Stuck on (a)? Horizontal = 2.5 × cos 4° (which is very close to 2.5 because 4° is shallow). For (b), vertical drop is opp.

2. Explain your thinking

This question is about communication, not just answers. Use full sentences. 4 marks

2.1 A classmate sees a guy-wire problem and immediately writes "sin θ = adj/hyp" because they always use sine. Explain (i) why this is the wrong ratio for adj+hyp, (ii) which ratio they should use, (iii) what concrete steps they should take BEFORE picking any ratio. Refer to "list the two sides involved" and "CAH" somewhere in your explanation.

Stuck? Revisit lesson § "Choosing Between Sin and Cos" — list the side pair, then choose.

How did this worksheet feel?

Got it Partly Lost

What I'll revisit before next class:

Answers — Do not peek before attempting

1.1 — Ladder safety

(a) Foot = 6 cos 75° ≈ 6 × 0.2588 ≈ 1.55 m.
(b) Foot / ladder = 1.55 / 6 ≈ 0.259 ≈ 1/4. ✓ The 75° rule does give about "1 out for every 4 up" (since cos 75° ≈ 0.26).
This is why ladder safety posters use 75° — it's a memorable rule that maps to simple geometry.

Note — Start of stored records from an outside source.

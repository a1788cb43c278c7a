use std::io;
use thiserror::Error;

/// Configuration errors raised while assembling a [`CodecRegistry`](crate::CodecRegistry).
#[derive(Error, Debug)]
pub enum RegistryError {
    #[error("codec with mime type {0:?} already registered")]
    AlreadyRegistered(String),

    #[error("codec {0:?} is not registered")]
    NotRegistered(String),

    #[error("mime type {0:?} is reserved for the default codec")]
    Reserved(String),
}

#[derive(Error, Debug)]
pub enum CodecError {
    #[error("json error: {source}")]
    Json {
        #[from]
        source: serde_json::Error,
    },

    #[error("form encode error: {source}")]
    FormEncode {
        #[from]
        source: serde_urlencoded::ser::Error,
    },

    #[error("form decode error: {source}")]
    FormDecode {
        #[from]
        source: serde_urlencoded::de::Error,
    },

    #[error("io error: {source}")]
    Io {
        #[from]
        source: io::Error,
    },
}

1.2 — Phone tower guy wires

(a) Wire 1 length = 12 / cos 60° = 12 / 0.5 = 24 m exactly.
(b) Wire 2 length = 12 / cos 45° ≈ 12 / 0.7071 ≈ 16.97 m.
The 45° wire is shorter because at 45° the wire travels equal horizontal and vertical distance, vs at 60° most of the wire goes up.

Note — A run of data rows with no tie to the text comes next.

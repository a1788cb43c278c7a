//! Path and method based routing over [`matchit`].

use crate::{BoxHandler, ConfigError, Methods, RequestHandler};
use http::Method;
use std::collections::BTreeMap;
use std::collections::btree_map::Entry;
use std::fmt;
use tracing::trace;

/// Immutable routing table built by [`RouterBuilder`].
pub struct Router {
    inner: matchit::Router<MethodRoutes>,
}

/// The handlers registered on one path, by method.
#[derive(Default)]
pub struct MethodRoutes {
    handlers: Vec<(Method, BoxHandler)>,
}

impl MethodRoutes {
    fn get(&self, method: &Method) -> Option<&dyn RequestHandler> {
        self.handlers.iter().find(|(m, _)| m == method).map(|(_, handler)| handler.as_ref() as &dyn RequestHandler)
    }

    fn contains(&self, method: &Method) -> bool {
        self.handlers.iter().any(|(m, _)| m == method)
    }

    /// Registered methods, in registration order.
    pub fn methods(&self) -> Methods {
        self.handlers.iter().map(|(method, _)| method.clone()).collect()
    }
}

/// Outcome of looking up a request in the [`Router`].
pub enum RouteResult<'router> {
    Found {
        handler: &'router dyn RequestHandler,
        route_vars: Vec<(String, String)>,
    },
    /// The path exists but has no handler for the method.
    MethodNotAllowed { allowed: Methods },
    NotFound,
}

impl fmt::Debug for MethodRoutes {
    fn fmt(&self, f: &mut fmt::Formatter<'_>) -> fmt::Result {
        f.debug_list().entries(self.handlers.iter().map(|(method, _)| method)).finish()
    }
}

impl fmt::Debug for RouteResult<'_> {
    fn fmt(&self, f: &mut fmt::Formatter<'_>) -> fmt::Result {
        match self {
            RouteResult::Found { route_vars, .. } => {
                f.debug_struct("Found").field("route_vars", route_vars).finish_non_exhaustive()
            }
            RouteResult::MethodNotAllowed { allowed } => {
                f.debug_struct("MethodNotAllowed").field("allowed", allowed).finish()
            }
            RouteResult::NotFound => f.write_str("NotFound"),
        }
    }
}

impl Router {
    pub fn builder() -> RouterBuilder {
        RouterBuilder::default()
    }

    /// Finds the handler of `method` on `path`.
    pub fn at(&self, method: &Method, path: &str) -> RouteResult<'_> {
        let Ok(matched) = self.inner.at(path) else {
            trace!(%method, path, "no route matched");
            return RouteResult::NotFound;
        };

        match matched.value.get(method) {
            Some(handler) => {
                let route_vars = matched.params.iter().map(|(key, value)| (key.to_owned(), value.to_owned())).collect();
                RouteResult::Found { handler, route_vars }
            }
            None => RouteResult::MethodNotAllowed { allowed: matched.value.methods() },
        }
    }
}

impl fmt::Debug for Router {
    fn fmt(&self, f: &mut fmt::Formatter<'_>) -> fmt::Result {
        f.debug_struct("Router").finish_non_exhaustive()
    }
}

/// Collects routes, rejecting a second handler for the same method and path.
///
/// Every new path is checked against the paths already collected, so a path
/// the router would refuse fails here instead of in [`RouterBuilder::build`].
pub struct RouterBuilder {
    routes: BTreeMap<String, MethodRoutes>,
    shape: matchit::Router<()>,
}

impl Default for RouterBuilder {
    fn default() -> Self {
        Self { routes: BTreeMap::new(), shape: matchit::Router::new() }
    }
}

impl RouterBuilder {
    pub fn new() -> Self {
        Self::default()
    }

    pub fn route(&mut self, path: impl Into<String>, method: Method, handler: BoxHandler) -> Result<(), ConfigError> {
        let path = path.into();
        if !self.routes.contains_key(&path) {
            self.shape.insert(path.clone(), ())?;
        }

        let routes = self.routes.entry(path.clone()).or_default();
        if routes.contains(&method) {
            return Err(ConfigError::DuplicateRoute { method, path });
        }
        routes.handlers.push((method, handler));
        Ok(())
    }

    /// Moves every route of `other` into this builder.
    ///
    /// Nothing is moved when any of them is already registered here, or when a
    /// new path conflicts with a registered one.
    pub fn merge(&mut self, other: RouterBuilder) -> Result<(), ConfigError> {
        let mut shape = self.shape.clone();
        for (path, routes) in &other.routes {
            let Some(existing) = self.routes.get(path) else {
                shape.insert(path.clone(), ())?;
                continue;
            };
            if let Some((method, _)) = routes.handlers.iter().find(|(method, _)| existing.contains(method)) {
                return Err(ConfigError::DuplicateRoute { method: method.clone(), path: path.clone() });
            }
        }
        self.shape = shape;

        for (path, routes) in other.routes {
            match self.routes.entry(path) {
                Entry::Vacant(entry) => {
                    entry.insert(routes);
                }
                Entry::Occupied(mut entry) => entry.get_mut().handlers.extend(routes.handlers),
            }
        }
        Ok(())
    }

    pub fn is_empty(&self) -> bool {
        self.routes.is_empty()
    }

    pub fn build(self) -> Result<Router, matchit::InsertError> {
        let mut inner = matchit::Router::new();
        for (path, routes) in self.routes {
            inner.insert(path, routes)?;
        }
        Ok(Router { inner })
    }
}

impl fmt::Debug for RouterBuilder {
    fn fmt(&self, f: &mut fmt::Formatter<'_>) -> fmt::Result {
        f.debug_map().entries(self.routes.iter().map(|(path, routes)| (path, routes.methods()))).finish()
    }
}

1.3 — Ski run 400 m at 28°

(a) Horizontal distance = 400 cos 28° ≈ 400 × 0.8829 ≈ 353.18 m.
(b) Two long edges of the fence = 2 × 353.18 ≈ 706.35 m.
The slope is 400 m but the ground footprint is shorter — because some of the slope distance "goes downward" instead of along the ground.

1.4 — Scaffolding cross-brace

(a) Horizontal span = 3.2 cos 55° ≈ 3.2 × 0.5736 ≈ 1.84 m.
(b) Since 1.84 m > 1.6 m, one brace is enough to span the 1.6 m rail (with about 24 cm to spare in horizontal projection).

1.5 — Sliding shop door, 2.5 m track at 4°

(a) Horizontal distance = 2.5 cos 4° ≈ 2.5 × 0.9976 ≈ 2.49 m (almost the full track — 4° is very shallow).
(b) Vertical drop = 2.5 sin 4° ≈ 2.5 × 0.0698 ≈ 0.17 m (just 17 cm — enough for gravity to ease the door closed).
Real engineering decision: 4° is small enough to be invisible to customers but enough to slowly close the door.

2.1 — Explain your thinking (sample response)

My classmate is wrong because sin θ is defined as opp/hyp, not adj/hyp. The two sides in this guy-wire problem are the adjacent (ground distance) and the hypotenuse (the wire), so the correct ratio is CAH — cosine = adj/hyp. The proper steps to take BEFORE picking any ratio are: (1) sketch the triangle and mark θ; (2) list the two sides involved in the question (one known + one wanted); (3) match that pair to the correct ratio — opp+hyp → sin, adj+hyp → cos, opp+adj → tan; and (4) only THEN write the equation and rearrange. Picking a ratio by habit instead of by the side-pair is the most common Year 9 mistake, and it always leads to wrong numbers, because each ratio is locked to a specific pair of sides.

Marking: 1 mark for "sin uses opp/hyp"; 1 mark for naming CAH = cos as the correct ratio; 1 mark for the phrase "list the two sides involved"; 1 mark for clear full-sentence explanation referring to side-pairs.